Listed entries:
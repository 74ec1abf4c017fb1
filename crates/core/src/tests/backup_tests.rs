// Copyright (C) 2026 Fred Clausen
// Use of this source code is governed by an MIT-style
// license that can be found in the LICENSE file or at
// https://opensource.org/licenses/MIT.

use crate::backup::{
    BACKUP_ORIGIN, BACKUP_VERSION, BackupDocument, BackupPayload, apply_import, export,
    export_json, parse_import,
};
use crate::error::ImportError;
use crate::records::create_infraction;
use crate::state::default_users;
use crate::tests::helpers::{fresh_dashboard, infraction_draft, productivity_draft};
use siop_persistence::{StoreKey, load_collection};

#[test]
fn test_export_carries_version_origin_and_collections() {
    let (mut state, mut store) = fresh_dashboard();
    create_infraction(
        &mut state,
        &mut store,
        &infraction_draft("Lajeado", 0, 2024, ("10", "5", "2", "1")),
    )
    .unwrap();

    let document: BackupDocument = export(&state).unwrap();

    assert_eq!(document.version, BACKUP_VERSION);
    assert_eq!(document.origin, BACKUP_ORIGIN);
    assert!(!document.timestamp.is_empty());
    assert_eq!(document.data.infractions, state.infractions);
    assert_eq!(document.data.users, state.users);
    assert!(document.data.productivity.is_empty());
}

#[test]
fn test_export_json_is_parseable_wrapped_document() {
    let (mut state, mut store) = fresh_dashboard();
    create_infraction(
        &mut state,
        &mut store,
        &infraction_draft("Encantado", 2, 2025, ("3", "0", "1", "0")),
    )
    .unwrap();

    let raw: String = export_json(&state).unwrap();
    let payload: BackupPayload = parse_import(&raw).unwrap();

    assert_eq!(payload.infractions, state.infractions);
    assert_eq!(payload.users, state.users);
}

#[test]
fn test_parse_import_accepts_flat_document() {
    let raw = r#"{
        "infractions": [{
            "id": "a1", "city": "Lajeado", "month": 0, "year": 2024,
            "cars": 1, "motorcycles": 2, "trucks": 3, "others": 4,
            "total": 10, "timestamp": 1700000000000
        }],
        "productivity": [],
        "users": []
    }"#;

    let payload: BackupPayload = parse_import(raw).unwrap();
    assert_eq!(payload.infractions.len(), 1);
    assert_eq!(payload.infractions[0].city, "Lajeado");
}

#[test]
fn test_parse_import_accepts_legacy_bare_array() {
    let raw = r#"[{
        "id": "a1", "city": "Lajeado", "month": 5, "year": 2023,
        "cars": 4, "motorcycles": 0, "trucks": 0, "others": 0,
        "total": 4, "timestamp": 1700000000000
    }]"#;

    let payload: BackupPayload = parse_import(raw).unwrap();
    assert_eq!(payload.infractions.len(), 1);
    assert!(payload.productivity.is_empty());
    assert!(payload.users.is_empty());
}

#[test]
fn test_parse_import_rejects_non_json() {
    let err = parse_import("not json at all").unwrap_err();
    assert!(matches!(err, ImportError::MalformedDocument(_)));
}

#[test]
fn test_parse_import_rejects_all_empty_document() {
    let raw = r#"{"data": {"infractions": [], "productivity": [], "users": []}}"#;
    let err = parse_import(raw).unwrap_err();
    assert!(matches!(err, ImportError::EmptyOrInvalid));
}

#[test]
fn test_parse_import_coerces_non_array_collection_to_empty() {
    let raw = r#"{
        "infractions": {"unexpected": true},
        "productivity": [{
            "id": "p1", "city": "Lajeado", "month": 0, "year": 2024,
            "ba": 1, "cop": 0, "tc": 0, "fugitives": 0,
            "vehiclesInspected": 0, "peopleApproached": 0,
            "drugsKg": 0.0, "weapons": 0, "arrests": 0,
            "timestamp": 1700000000000
        }],
        "users": []
    }"#;

    let payload: BackupPayload = parse_import(raw).unwrap();
    assert!(payload.infractions.is_empty());
    assert_eq!(payload.productivity.len(), 1);
}

#[test]
fn test_parse_import_all_non_array_collections_count_as_empty() {
    let raw = r#"{"data": {"infractions": 7, "productivity": "x", "users": null}}"#;
    let err = parse_import(raw).unwrap_err();
    assert!(matches!(err, ImportError::EmptyOrInvalid));
}

#[test]
fn test_parse_import_rejects_unrelated_object() {
    let err = parse_import(r#"{"foo": "bar"}"#).unwrap_err();
    assert!(matches!(err, ImportError::EmptyOrInvalid));
}

#[test]
fn test_apply_import_replaces_records_and_persists() {
    let (mut state, mut store) = fresh_dashboard();
    create_infraction(
        &mut state,
        &mut store,
        &infraction_draft("Lajeado", 0, 2024, ("9", "9", "9", "9")),
    )
    .unwrap();

    let raw = r#"[{
        "id": "imported", "city": "Encantado", "month": 1, "year": 2022,
        "cars": 1, "motorcycles": 0, "trucks": 0, "others": 0,
        "total": 1, "timestamp": 1600000000000
    }]"#;
    let payload: BackupPayload = parse_import(raw).unwrap();
    apply_import(&mut state, &mut store, payload).unwrap();

    assert_eq!(state.infractions.len(), 1);
    assert_eq!(state.infractions[0].id, "imported");
    let stored: Vec<siop_domain::TrafficInfraction> =
        load_collection(&store, StoreKey::Infractions).unwrap();
    assert_eq!(stored, state.infractions);
}

#[test]
fn test_apply_import_with_empty_users_keeps_current_accounts() {
    let (mut state, mut store) = fresh_dashboard();

    let payload = BackupPayload {
        infractions: Vec::new(),
        productivity: vec![{
            let mut created = crate::records::create_productivity(
                &mut state,
                &mut store,
                &productivity_draft("Lajeado", 0, 2024),
            )
            .unwrap();
            created.id = String::from("p1");
            created
        }],
        users: Vec::new(),
    };
    apply_import(&mut state, &mut store, payload).unwrap();

    // The user list is never replaced by an absent one.
    assert_eq!(state.users, default_users());
    assert!(state.infractions.is_empty());
    assert_eq!(state.productivity.len(), 1);
}

#[test]
fn test_apply_import_with_users_replaces_account_list() {
    let (mut state, mut store) = fresh_dashboard();

    let raw = r#"{
        "data": {
            "infractions": [],
            "productivity": [],
            "users": [{
                "id": "7", "username": "cap", "role": "USER", "rank": "Cap"
            }]
        }
    }"#;
    let payload: BackupPayload = parse_import(raw).unwrap();
    apply_import(&mut state, &mut store, payload).unwrap();

    assert_eq!(state.users.len(), 1);
    assert_eq!(state.users[0].username, "cap");
    // Password was absent in the document and defaults to empty.
    assert!(state.users[0].password.is_empty());
    let stored: Vec<siop_domain::User> = load_collection(&store, StoreKey::Users).unwrap();
    assert_eq!(stored, state.users);
}

#[test]
fn test_export_then_import_round_trips_state() {
    let (mut state, mut store) = fresh_dashboard();
    create_infraction(
        &mut state,
        &mut store,
        &infraction_draft("Lajeado", 3, 2024, ("10", "5", "2", "1")),
    )
    .unwrap();
    crate::records::create_productivity(
        &mut state,
        &mut store,
        &productivity_draft("Encantado", 3, 2024),
    )
    .unwrap();

    let raw: String = export_json(&state).unwrap();

    let (mut restored, mut other_store) = fresh_dashboard();
    let payload: BackupPayload = parse_import(&raw).unwrap();
    apply_import(&mut restored, &mut other_store, payload).unwrap();

    assert_eq!(restored.infractions, state.infractions);
    assert_eq!(restored.productivity, state.productivity);
    assert_eq!(restored.users, state.users);
}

Work instructions:
From the entries, copy every line in which the string "username" can be found.

Problem solution:
                "id": "7", "username": "cap", "role": "USER", "rank": "Cap"
    assert_eq!(state.users[0].username, "cap");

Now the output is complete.